Rep. Nancy Ballance, R-Hamilton, the chair of the House Appropriations Committee, told MTN News that she wanted to make sure all of the companion bills are in order before completing HB2 and sending it to Gov. Steve Bullock for his signature or any other action.
SB352, sponsored by Senate Majority Leader Fred Thomas, R-Stevensville, was sent Wednesday to a six-person “free” conference committee. In a free conference committee, the three House and three Senate members — appointed by GOP leaders — can make any changes to the bill, if a majority of the committee members from each house agree.
Thomas told fellow senators Wednesday that the bill may need some of those unforeseen changes, to complete the budget picture.
That prompted a cautionary remark from Sen. Dee Brown, R-Hungry Horse, who said she hoped that any dramatic changes would be subject to public comment before they happen.
“I think when we go into these free conference committees on something that has such a broad title, I get little nervous,” she said. “I get a little nervous for the taxpayers of Montana, because I am concerned that they will not be part of the discussion, quite frankly.”

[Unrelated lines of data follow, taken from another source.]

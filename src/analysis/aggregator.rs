//! Observation aggregation and statistics.
//!
//! Pure folds over observation and case collections. Every function takes
//! shared references and builds its result from scratch; calling one twice on
//! the same input yields the same output.

use super::score::{percentage, per_participant_average, serialize_percentage, Stat, Tally};
use crate::models::{Case, CareSetting, Observation, Participant, Protocol, Scenario, TrainingGroup};
use crate::taxonomy::Taxonomy;
use serde::Serialize;
use std::collections::HashMap;

/// Statistics for one skill or classification within a domain.
#[derive(Debug, Clone, Serialize)]
pub struct SkillBreakdown {
    pub item: String,
    pub stat: Stat,
}

/// Statistics for one domain plus its skills.
#[derive(Debug, Clone, Serialize)]
pub struct DomainBreakdown {
    pub domain: String,
    pub label: String,
    pub stat: Stat,
    pub skills: Vec<SkillBreakdown>,
}

#[derive(Debug, Clone, Serialize)]
pub struct DayBreakdown {
    pub day: u32,
    pub stat: Stat,
}

#[derive(Debug, Clone, Serialize)]
pub struct SettingBreakdown {
    pub setting: CareSetting,
    pub stat: Stat,
}

/// One training group's row in the course performance table.
#[derive(Debug, Clone, Serialize)]
pub struct GroupRow {
    pub group: TrainingGroup,
    pub participant_count: usize,
    pub total_cases: usize,
    #[serde(skip)]
    pub tally: Tally,
    pub stat: Stat,
}

/// Grand total across the four groups.
#[derive(Debug, Clone, Serialize)]
pub struct GroupTotal {
    pub participant_count: usize,
    pub total_cases: usize,
    #[serde(skip)]
    pub tally: Tally,
    pub stat: Stat,
    pub avg_cases: f64,
    pub avg_skills: f64,
}

#[derive(Debug, Clone, Serialize)]
pub struct GroupPerformance {
    pub groups: Vec<GroupRow>,
    pub total: GroupTotal,
}

/// Share of cases where every observation was correct.
#[derive(Debug, Clone, Copy, PartialEq, Serialize)]
pub struct CaseRollup {
    pub total: usize,
    pub all_correct: usize,
    #[serde(serialize_with = "serialize_percentage")]
    pub percentage: f64,
}

/// Fully correct cases of one participant.
#[derive(Debug, Clone, Serialize)]
pub struct ParticipantCases {
    pub participant_id: String,
    pub name: String,
    pub cases: CaseRollup,
}

/// Case totals for the members of one training group.
#[derive(Debug, Clone, Serialize)]
pub struct GroupCaseSummary {
    pub group: TrainingGroup,
    pub participants: Vec<ParticipantCases>,
}

/// Per-case statistics for case listings.
#[derive(Debug, Clone, Serialize)]
pub struct CaseRow {
    pub case_id: String,
    pub encounter_date: String,
    pub serial: u32,
    pub day: u32,
    pub setting: CareSetting,
    pub scenario: Option<Scenario>,
    pub all_correct: bool,
    pub stat: Stat,
}

/// Roster line: cases seen, skills recorded and correctness per participant.
#[derive(Debug, Clone, Serialize)]
pub struct ParticipantSummary {
    pub participant_id: String,
    pub name: String,
    pub group: Option<TrainingGroup>,
    pub cases: usize,
    pub skills: usize,
    pub stat: Stat,
}

/// A skill × participant matrix cell.
#[derive(Debug, Clone, Copy, PartialEq, Serialize)]
#[serde(tag = "status", rename_all = "snake_case")]
pub enum Cell {
    /// No observation of this skill for this participant.
    NotApplicable,
    Observed {
        stat: Stat,
        average_score: f64,
    },
}

impl Cell {
    fn from_tally(protocol: Protocol, tally: &Tally) -> Self {
        if tally.is_empty() {
            Cell::NotApplicable
        } else {
            Cell::Observed {
                stat: tally.stat(protocol),
                average_score: tally.average_score(),
            }
        }
    }

    pub fn percentage(&self) -> f64 {
        match self {
            Cell::NotApplicable => f64::NAN,
            Cell::Observed { stat, .. } => stat.percentage(),
        }
    }
}

#[derive(Debug, Clone, Serialize)]
pub struct MatrixColumn {
    pub participant_id: String,
    pub name: String,
}

#[derive(Debug, Clone, Serialize)]
pub struct MatrixRow {
    pub item: String,
    pub cells: Vec<Cell>,
}

#[derive(Debug, Clone, Serialize)]
pub struct MatrixDomain {
    pub domain: String,
    pub label: String,
    pub rows: Vec<MatrixRow>,
}

/// Taxonomy skills down, participants across.
#[derive(Debug, Clone, Serialize)]
pub struct SkillMatrix {
    pub scenario: Scenario,
    pub columns: Vec<MatrixColumn>,
    pub domains: Vec<MatrixDomain>,
}

impl SkillMatrix {
    /// Whether any participant has any observation in this matrix.
    pub fn has_data(&self) -> bool {
        self.domains
            .iter()
            .flat_map(|d| &d.rows)
            .flat_map(|r| &r.cells)
            .any(|c| matches!(c, Cell::Observed { .. }))
    }
}

/// Seen and correct counts in one care setting.
#[derive(Debug, Clone, Copy, Default, PartialEq, Eq, Serialize)]
pub struct SeenCorrect {
    pub seen: usize,
    pub correct: usize,
}

impl SeenCorrect {
    fn record(&mut self, correct: bool) {
        self.seen += 1;
        if correct {
            self.correct += 1;
        }
    }

    pub fn percentage(&self) -> f64 {
        percentage(self.correct as f64, self.seen as f64)
    }

    pub fn combined(&self, other: &SeenCorrect) -> SeenCorrect {
        SeenCorrect {
            seen: self.seen + other.seen,
            correct: self.correct + other.correct,
        }
    }
}

/// In-patient versus out-patient performance for one participant.
#[derive(Debug, Clone, Serialize)]
pub struct SettingSummaryRow {
    pub participant_id: String,
    pub name: String,
    pub group: Option<TrainingGroup>,
    pub cases_in_patient: SeenCorrect,
    pub cases_out_patient: SeenCorrect,
    pub items_in_patient: SeenCorrect,
    pub items_out_patient: SeenCorrect,
}

/// Case count and score totals for one scored scenario bucket.
#[derive(Debug, Clone, Copy, Default, PartialEq, Eq, Serialize)]
pub struct ScoreTotals {
    pub cases: usize,
    pub score: u32,
    pub max_score: u32,
}

impl ScoreTotals {
    fn add_case(&mut self, tally: &Tally) {
        self.cases += 1;
        self.score += tally.score;
        self.max_score += tally.max_score;
    }

    pub fn percentage(&self) -> f64 {
        percentage(self.score as f64, self.max_score as f64)
    }
}

/// Breathing versus not-breathing scores for one participant.
#[derive(Debug, Clone, Serialize)]
pub struct ScenarioSummaryRow {
    pub participant_id: String,
    pub name: String,
    pub group: Option<TrainingGroup>,
    pub total: ScoreTotals,
    pub breathing: ScoreTotals,
    pub not_breathing: ScoreTotals,
}

/// Overall statistic for a set of observations.
pub fn summarize(protocol: Protocol, observations: &[&Observation]) -> Tally {
    Tally::from_observations(protocol, observations.iter().copied())
}

/// Partition by domain, then by item within each domain.
///
/// Domains and items follow the taxonomy order; anything the taxonomy does
/// not list is appended in first-seen order.
pub fn by_domain(
    taxonomy: &Taxonomy,
    protocol: Protocol,
    observations: &[&Observation],
) -> Vec<DomainBreakdown> {
    struct Acc<'o> {
        domain: &'o str,
        tally: Tally,
        skills: Vec<(&'o str, Tally)>,
    }

    let mut accs: Vec<Acc> = Vec::new();
    let mut index: HashMap<&str, usize> = HashMap::new();

    for obs in observations.iter().copied() {
        let slot = *index.entry(obs.domain.as_str()).or_insert_with(|| {
            accs.push(Acc {
                domain: obs.domain.as_str(),
                tally: Tally::default(),
                skills: Vec::new(),
            });
            accs.len() - 1
        });

        let acc = &mut accs[slot];
        acc.tally.record(protocol, obs);

        match acc.skills.iter_mut().find(|(item, _)| *item == obs.item) {
            Some((_, tally)) => tally.record(protocol, obs),
            None => {
                let mut tally = Tally::default();
                tally.record(protocol, obs);
                acc.skills.push((obs.item.as_str(), tally));
            }
        }
    }

    // Stable sort keeps first-seen order among entries the taxonomy lacks.
    accs.sort_by_key(|a| taxonomy.domain_position(a.domain).unwrap_or(usize::MAX));

    accs.into_iter()
        .map(|mut acc| {
            let spec = taxonomy.domain(acc.domain);
            acc.skills.sort_by_key(|(item, _)| {
                spec.and_then(|s| s.items.iter().position(|i| i == *item))
                    .unwrap_or(usize::MAX)
            });

            DomainBreakdown {
                domain: acc.domain.to_string(),
                label: taxonomy.label(acc.domain).to_string(),
                stat: acc.tally.stat(protocol),
                skills: acc
                    .skills
                    .into_iter()
                    .map(|(item, tally)| SkillBreakdown {
                        item: item.to_string(),
                        stat: tally.stat(protocol),
                    })
                    .collect(),
            }
        })
        .collect()
}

Thomas said if something completely new is added to the bill, it would have an opportunity for public comment “at the appropriate time.”
Senate Minority Leader Jon Sesso, D-Butte, also said he felt that the companion bills are actually an improvement from days past, when a small group of people on a conference committee on HB2 would decide the final changes in the budget.
“Four of five people sat around a table and had two piles of bills — ones that were in, and ones that were out,” he said. “And that’s the way it was done, just 15 years ago. And now, because we’ve made a commitment to make sure this all done in the light of day, we have these companion bills.”
As of Wednesday, a meeting for the SB352 conference committee had not bee scheduled.
SB352 was introduced March 22, as an “act implementing the provisions of the general appropriations act,” with one sentence transferring $100.
But Friday, the House Appropriations Committee heavily amended the bill, adding nine pages of more than 30 separate appropriations totaling $38 million. Almost all of the spending was tied to policy in numerous other separate bills, contingent on their passage. Most of them have passed — but some have not.
At least one of the appropriations — $1.1 million for a six-person drug interdiction team at the Montana Highway Patrol — was not tied to another bill, and simply authorizes the spending in SB352.
That money elicited a question or two on the Senate floor, about how it got in there.
Sen. Nate McConnell, D-Missoula, said the Department of Justice had convinced certain lawmakers that the drug team should be funded.